Gene expression levels were estimated by RSEM [35] for each sample. Clean data were mapped back onto the assembled transcriptome. The read count for each gene was obtained from the mapping results. Differential expression analysis was performed using the DESeq R package (1.10.1) [36]. p-value was adjusted using q-value [37]. q-value < 0.005 and |log2(fold change)| >1 was set as the threshold for significantly differential expression.

2.7. GO and KEGG Pathway Enrichment Analysis

Gene ontology (GO) enrichment analysis of the differentially expressed genes (DEGs) was implemented by the topGO R packages based Kolmogorov–Smirnov test. We used KOBAS [38] software to test the statistical enrichment of differential expression genes in Kyoto Encyclopedia of Genes and Genomes (KEGG) pathways.

2.8. Validation of RNA-Seq Results by qRT-PCR

Total RNA was extracted from the flesh of bottle gourd USA and Hang at the mature stage. RNA-free DNaseI (Fermentas, Waltham, MA, USA) was used to remove DNA contamination for 20 min at 37 °C. Approximately 1 μg of total RNA was reverse transcribed using Oligo(dT)₁₈ and a Fermentas Revert Aid First Strand cDNA Synthesis Kit (Fermentas, Glen Burnie, MD, USA). The reactions were incubated for 30 min at 16 °C, followed by 60 cycles of pulsed reverse transcription at 30 °C for 30 s, 42 °C for 30 s and 50 °C for 1 s; and finally terminated by incubating at 70 °C for 5 min. Relative expression analysis of the mRNA was performed using the ABI Step One Plus™ Real Time PCR System (Applied Biosystems, Carlsbad, CA, USA) and SYBR Green Master Mix (Roche, Berlin, Germany). Quantitative real-time PCR was performed using the following parameters: 5 min at 95 °C, followed by 40 cycles of 15 s at 95 °C and 60 s at 60 °C. LsH3 was chosen as the endogenous control [39]. The reactions were performed with three biological replicates, and a melting curve analysis was carried out to verify that only one specific amplification occurred.

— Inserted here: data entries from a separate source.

//! Core types for the a3s-beacon system
//!
//! All wire types use camelCase JSON serialization so other components of
//! the suite (launcher, browser extension, board) can read them unchanged.

use serde::{Deserialize, Serialize};
use std::collections::BTreeMap;

/// Canonical status of an agent session
#[derive(Debug, Clone, Copy, Default, PartialEq, Eq, Hash, Serialize, Deserialize)]
#[serde(rename_all = "lowercase")]
pub enum SessionStatus {
    /// Nothing is running and nobody is being asked anything
    #[default]
    Idle,
    /// The agent is executing tools or generating
    Working,
    /// The agent is blocked on a human decision
    Waiting,
}

impl SessionStatus {
    pub fn as_str(&self) -> &'static str {
        match self {
            SessionStatus::Idle => "idle",
            SessionStatus::Working => "working",
            SessionStatus::Waiting => "waiting",
        }
    }

    /// Whether the session occupies a concurrency slot
    pub fn is_active(&self) -> bool {
        !matches!(self, SessionStatus::Idle)
    }
}

impl std::fmt::Display for SessionStatus {
    fn fmt(&self, f: &mut std::fmt::Formatter<'_>) -> std::fmt::Result {
        f.write_str(self.as_str())
    }
}

/// Counters accumulated over one logical session
#[derive(Debug, Clone, Default, PartialEq, Eq, Serialize, Deserialize)]
#[serde(rename_all = "camelCase")]
pub struct SessionMetrics {
    /// Completed executions per tool name
    pub tools_used: BTreeMap<String, u64>,

    /// Completed `write`/`edit` executions
    pub files_edited: u64,

    /// Completed `bash` executions
    pub commands_run: u64,
}

impl SessionMetrics {
    /// Record one completed tool execution
    pub fn record_tool(&mut self, tool: &str) {
        let tool = tool.to_ascii_lowercase();
        match tool.as_str() {
            "write" | "edit" => self.files_edited += 1,
            "bash" => self.commands_run += 1,
            _ => {}
        }
        *self.tools_used.entry(tool).or_insert(0) += 1;
    }

    /// Total completed tool executions
    pub fn total_tools(&self) -> u64 {
        self.tools_used.values().sum()
    }
}

/// Presence record for one running instance
///
/// Leased in the broker with a short TTL; a crashed instance disappears once
/// the lease runs out.
#[derive(Debug, Clone, PartialEq, Eq, Serialize, Deserialize)]
#[serde(rename_all = "camelCase")]
pub struct InstanceRecord {
    /// Port of the instance-local status server
    pub port: u16,

    /// Workspace the instance is attached to
    pub workspace_path: String,

    /// OS process id of the instance
    pub process_id: u32,

    /// Unix milliseconds of the first registration
    pub registered_at: u64,
}

/// Authoritative in-memory status, as served by `GET /status`
#[derive(Debug, Clone, PartialEq, Serialize, Deserialize)]
#[serde(rename_all = "camelCase")]
pub struct StatusSnapshot {
    pub session_id: Option<String>,
    pub workspace_path: String,
    pub project_name: String,
    pub pid: u32,
    pub status: SessionStatus,
    pub is_working: bool,
    pub is_waiting: bool,
    pub is_idle: bool,
    pub last_activity_time: u64,
    pub work_started_at: Option<u64>,
    pub metrics: SessionMetrics,
}

/// Reachability report served by `GET /health`
#[derive(Debug, Clone, PartialEq, Eq, Serialize, Deserialize)]
#[serde(rename_all = "camelCase")]
pub struct HealthReport {
    pub ok: bool,
    pub workspace_path: String,
    pub pid: u32,
    pub port: u16,
    /// Seconds since the server started
    pub uptime: u64,
}

/// Domain event kinds broadcast through the fanout
#[derive(Debug, Clone, Copy, PartialEq, Eq, Hash)]
pub enum EventKind {
    /// A status transition (always immediate)
    StatusChanged,
    /// Periodic liveness re-publish of the current status
    Heartbeat,
    /// A working stretch began
    SessionActive,
    /// A working stretch ended and stayed idle past the debounce window
    SessionIdle,
    /// The host created a new session
    SessionStarted,
    /// The host deleted the session
    SessionDeleted,
    /// The host reported a session error
    SessionError,
    /// The host compacted the session context
    SessionCompacted,
    /// The agent asked for a human decision
    PermissionRequested,
    /// A block-severity safety rule failed
    SafetyBlocked,
    /// A warning-severity safety rule failed
    SafetyWarning,
}

impl EventKind {
    /// Wire name used in the `type`/`event_type` fields
    pub fn as_str(&self) -> &'static str {
        match self {
            EventKind::StatusChanged => "status.changed",
            EventKind::Heartbeat => "session.heartbeat",
            EventKind::SessionActive => "session.active",
            EventKind::SessionIdle => "session.idle",
            EventKind::SessionStarted => "session.started",
            EventKind::SessionDeleted => "session.deleted",
            EventKind::SessionError => "session.error",
            EventKind::SessionCompacted => "session.compacted",
            EventKind::PermissionRequested => "permission.requested",
            EventKind::SafetyBlocked => "safety.blocked",
            EventKind::SafetyWarning => "safety.warning",
        }
    }

    /// Event name understood by legacy consumers, if this kind is translated
    pub fn legacy_name(&self) -> Option<&'static str> {
        match self {
            EventKind::SessionActive => Some("work_started"),
            EventKind::SessionIdle => Some("work_stopped"),
            EventKind::SessionDeleted => Some("session_ended"),
            EventKind::PermissionRequested => Some("waiting_for_input"),
            _ => None,
        }
    }
}

impl std::fmt::Display for EventKind {
    fn fmt(&self, f: &mut std::fmt::Formatter<'_>) -> std::fmt::Result {
        f.write_str(self.as_str())
    }
}

/// Category of a human-facing notification
#[derive(Debug, Clone, Copy, PartialEq, Eq, Serialize, Deserialize)]
#[serde(rename_all = "snake_case")]
pub enum NotificationKind {
    WorkStarted,
    WorkStopped,
    Permission,
    Safety,
    Error,
}

/// Presentation hint for a notification
#[derive(Debug, Clone, Copy, PartialEq, Eq, Serialize, Deserialize)]
#[serde(rename_all = "lowercase")]
pub enum NotificationStyle {
    Info,
    Success,
    Warning,
    Error,
}

/// Display name of a workspace: its last path segment
pub fn project_name(workspace_path: &str) -> String {
    workspace_path
        .trim_end_matches(['/', '\\'])
        .rsplit(['/', '\\'])
        .next()
        .filter(|s| !s.is_empty())
        .unwrap_or(workspace_path)
        .to_string()
}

Comparative expression levels were calculated in the four different samples using the 2^−ΔΔCT method. Primer sequences are provided in Table S1.

3. Results

3.1. Overview of the Transcriptome Sequencing

We performed transcriptome sequencing of two bottle gourd cultivars with varying fruit sizes (Figure 1A). Fruit length and weight were measured at the marketable mature fruit stage. The average fruit length of Hang and USA was 39.48 ± 2.30 cm and 10.34 ± 1.49 cm, respectively. Similarly, the average fruit weight was 624.4 ± 19.81 g and 152.8 ± 10.36 g for Hang and USA, respectively. We further performed histological analyses of the pericarp to observe cell size and cell number. From the pictures, it was noticed that Hang cells (Figure 1B) were slightly larger than USA cells (Figure 1C), while no obvious change was observed for the cell number. We deduce that variation in cell size is the underlying reason for the difference in Hang and USA fruit sizes. Nonetheless, since our histology analysis was mainly descriptive, a new experiment based on a quantitative approach is required to assess whether there is no significant difference in cell numbers between the two cultivars.

Figure 1.

Phenotypes of the bottle gourd fruit Hang and USA. (A) Pictures of fruits of the two cultivars at maturity; bar = 5 cm (B) Histological photograph of pericarp section in Hang fruit; (C) Histological photograph of pericarp section in USA fruit; bar = 10 µm.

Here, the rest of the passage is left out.